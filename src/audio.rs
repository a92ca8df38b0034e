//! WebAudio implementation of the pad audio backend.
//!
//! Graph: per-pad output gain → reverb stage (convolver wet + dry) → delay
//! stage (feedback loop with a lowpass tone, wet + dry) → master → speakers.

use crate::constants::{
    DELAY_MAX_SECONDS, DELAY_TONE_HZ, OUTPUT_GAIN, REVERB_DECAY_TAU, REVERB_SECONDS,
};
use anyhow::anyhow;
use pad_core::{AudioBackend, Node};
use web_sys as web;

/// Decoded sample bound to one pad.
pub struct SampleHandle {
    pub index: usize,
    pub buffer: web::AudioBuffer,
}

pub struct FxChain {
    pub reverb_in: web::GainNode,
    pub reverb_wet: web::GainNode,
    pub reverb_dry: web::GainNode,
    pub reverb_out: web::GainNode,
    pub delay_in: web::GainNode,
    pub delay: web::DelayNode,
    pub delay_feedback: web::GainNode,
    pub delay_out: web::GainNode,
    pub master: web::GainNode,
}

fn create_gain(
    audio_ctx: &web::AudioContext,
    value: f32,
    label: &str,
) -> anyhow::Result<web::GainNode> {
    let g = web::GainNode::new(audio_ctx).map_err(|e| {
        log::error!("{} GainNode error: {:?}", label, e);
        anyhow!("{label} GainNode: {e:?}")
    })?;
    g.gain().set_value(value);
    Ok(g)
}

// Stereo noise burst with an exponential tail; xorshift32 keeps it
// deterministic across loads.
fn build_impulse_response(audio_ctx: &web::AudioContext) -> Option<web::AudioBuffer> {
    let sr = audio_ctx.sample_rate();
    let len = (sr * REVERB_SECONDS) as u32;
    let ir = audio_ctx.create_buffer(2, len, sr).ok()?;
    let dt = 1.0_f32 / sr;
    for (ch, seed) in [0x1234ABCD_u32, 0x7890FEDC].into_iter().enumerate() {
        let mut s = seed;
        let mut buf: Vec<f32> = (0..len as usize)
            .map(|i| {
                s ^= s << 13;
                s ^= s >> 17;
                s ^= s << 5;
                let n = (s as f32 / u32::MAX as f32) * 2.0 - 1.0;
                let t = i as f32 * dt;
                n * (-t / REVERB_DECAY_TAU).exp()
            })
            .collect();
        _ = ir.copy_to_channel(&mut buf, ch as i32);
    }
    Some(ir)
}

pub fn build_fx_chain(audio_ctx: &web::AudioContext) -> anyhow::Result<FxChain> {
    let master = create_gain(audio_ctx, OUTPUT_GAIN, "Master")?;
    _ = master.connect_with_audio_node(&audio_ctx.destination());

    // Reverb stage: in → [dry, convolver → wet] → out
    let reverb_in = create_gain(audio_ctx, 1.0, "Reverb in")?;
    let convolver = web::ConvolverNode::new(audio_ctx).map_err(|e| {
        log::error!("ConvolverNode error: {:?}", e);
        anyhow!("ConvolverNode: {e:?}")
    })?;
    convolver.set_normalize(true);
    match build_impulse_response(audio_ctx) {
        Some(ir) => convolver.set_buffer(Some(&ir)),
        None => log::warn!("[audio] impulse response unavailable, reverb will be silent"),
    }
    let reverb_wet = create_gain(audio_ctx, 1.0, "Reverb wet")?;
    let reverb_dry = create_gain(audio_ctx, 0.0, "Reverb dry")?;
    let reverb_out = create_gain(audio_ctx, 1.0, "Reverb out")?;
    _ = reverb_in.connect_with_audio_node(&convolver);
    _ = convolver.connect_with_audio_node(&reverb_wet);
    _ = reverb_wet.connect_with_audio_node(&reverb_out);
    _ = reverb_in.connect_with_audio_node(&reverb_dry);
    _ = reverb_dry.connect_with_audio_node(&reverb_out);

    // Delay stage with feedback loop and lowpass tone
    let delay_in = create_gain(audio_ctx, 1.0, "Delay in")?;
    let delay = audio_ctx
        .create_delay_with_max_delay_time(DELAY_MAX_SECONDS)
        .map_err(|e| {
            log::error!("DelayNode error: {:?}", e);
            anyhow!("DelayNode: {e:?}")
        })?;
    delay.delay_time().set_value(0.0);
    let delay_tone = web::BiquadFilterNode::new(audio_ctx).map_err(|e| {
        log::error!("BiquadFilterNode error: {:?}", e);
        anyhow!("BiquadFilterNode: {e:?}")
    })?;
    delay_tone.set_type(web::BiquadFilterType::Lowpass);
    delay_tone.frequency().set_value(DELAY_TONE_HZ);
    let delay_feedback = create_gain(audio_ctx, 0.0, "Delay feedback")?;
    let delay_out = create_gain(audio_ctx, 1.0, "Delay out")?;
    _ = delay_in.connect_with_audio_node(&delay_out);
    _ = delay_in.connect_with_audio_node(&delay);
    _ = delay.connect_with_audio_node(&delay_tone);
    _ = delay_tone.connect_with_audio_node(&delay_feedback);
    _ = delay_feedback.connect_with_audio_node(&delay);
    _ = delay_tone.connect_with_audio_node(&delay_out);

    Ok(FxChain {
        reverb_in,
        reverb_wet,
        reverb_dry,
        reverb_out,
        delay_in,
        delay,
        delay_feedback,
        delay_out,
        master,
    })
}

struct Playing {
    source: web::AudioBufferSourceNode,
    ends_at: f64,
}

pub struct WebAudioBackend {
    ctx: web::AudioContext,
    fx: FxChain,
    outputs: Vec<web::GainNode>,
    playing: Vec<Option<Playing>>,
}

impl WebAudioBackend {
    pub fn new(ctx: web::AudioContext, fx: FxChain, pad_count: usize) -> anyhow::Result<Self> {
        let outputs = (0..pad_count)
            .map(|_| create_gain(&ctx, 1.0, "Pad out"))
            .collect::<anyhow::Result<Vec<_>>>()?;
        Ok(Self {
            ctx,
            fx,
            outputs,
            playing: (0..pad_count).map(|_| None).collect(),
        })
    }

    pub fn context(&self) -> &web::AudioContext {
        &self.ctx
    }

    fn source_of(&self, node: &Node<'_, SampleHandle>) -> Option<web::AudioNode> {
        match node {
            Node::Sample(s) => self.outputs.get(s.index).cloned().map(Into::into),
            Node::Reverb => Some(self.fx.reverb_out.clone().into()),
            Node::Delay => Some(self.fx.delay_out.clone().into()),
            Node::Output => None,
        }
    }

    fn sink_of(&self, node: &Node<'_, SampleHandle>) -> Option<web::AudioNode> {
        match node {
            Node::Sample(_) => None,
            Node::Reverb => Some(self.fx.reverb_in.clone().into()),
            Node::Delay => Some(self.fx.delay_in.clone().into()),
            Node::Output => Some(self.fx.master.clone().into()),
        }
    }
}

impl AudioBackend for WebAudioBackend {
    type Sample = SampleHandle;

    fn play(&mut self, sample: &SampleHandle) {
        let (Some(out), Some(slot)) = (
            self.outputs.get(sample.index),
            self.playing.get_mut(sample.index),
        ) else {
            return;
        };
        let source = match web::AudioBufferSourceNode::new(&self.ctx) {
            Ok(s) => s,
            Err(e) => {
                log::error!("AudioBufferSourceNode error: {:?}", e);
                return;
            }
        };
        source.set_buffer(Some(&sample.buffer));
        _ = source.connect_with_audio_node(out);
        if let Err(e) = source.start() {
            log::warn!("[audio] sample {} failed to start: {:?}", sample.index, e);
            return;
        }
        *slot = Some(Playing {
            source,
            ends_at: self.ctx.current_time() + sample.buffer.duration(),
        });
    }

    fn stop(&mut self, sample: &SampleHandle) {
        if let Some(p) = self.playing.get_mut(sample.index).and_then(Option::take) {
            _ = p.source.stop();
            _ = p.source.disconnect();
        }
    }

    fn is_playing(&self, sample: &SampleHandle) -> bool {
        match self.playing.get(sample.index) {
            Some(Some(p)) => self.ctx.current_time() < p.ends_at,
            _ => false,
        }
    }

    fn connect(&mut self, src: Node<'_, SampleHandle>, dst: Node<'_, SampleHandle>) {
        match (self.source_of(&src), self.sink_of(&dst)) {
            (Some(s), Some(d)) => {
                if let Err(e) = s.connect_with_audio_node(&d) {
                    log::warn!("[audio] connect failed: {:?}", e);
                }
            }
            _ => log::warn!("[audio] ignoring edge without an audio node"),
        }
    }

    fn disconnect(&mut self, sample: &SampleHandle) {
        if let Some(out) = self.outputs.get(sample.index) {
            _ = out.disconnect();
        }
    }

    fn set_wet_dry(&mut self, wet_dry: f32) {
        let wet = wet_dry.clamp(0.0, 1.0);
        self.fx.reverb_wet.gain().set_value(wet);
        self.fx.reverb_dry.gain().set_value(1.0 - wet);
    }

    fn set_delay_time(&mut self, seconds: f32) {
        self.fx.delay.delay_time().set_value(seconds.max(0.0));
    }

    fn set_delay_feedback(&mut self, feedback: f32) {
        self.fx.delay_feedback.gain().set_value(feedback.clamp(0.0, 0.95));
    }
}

################

§ Activity
Determine how many lines in the records include the word "slot", and reply with that number alone.

§ Answer to the exercise
2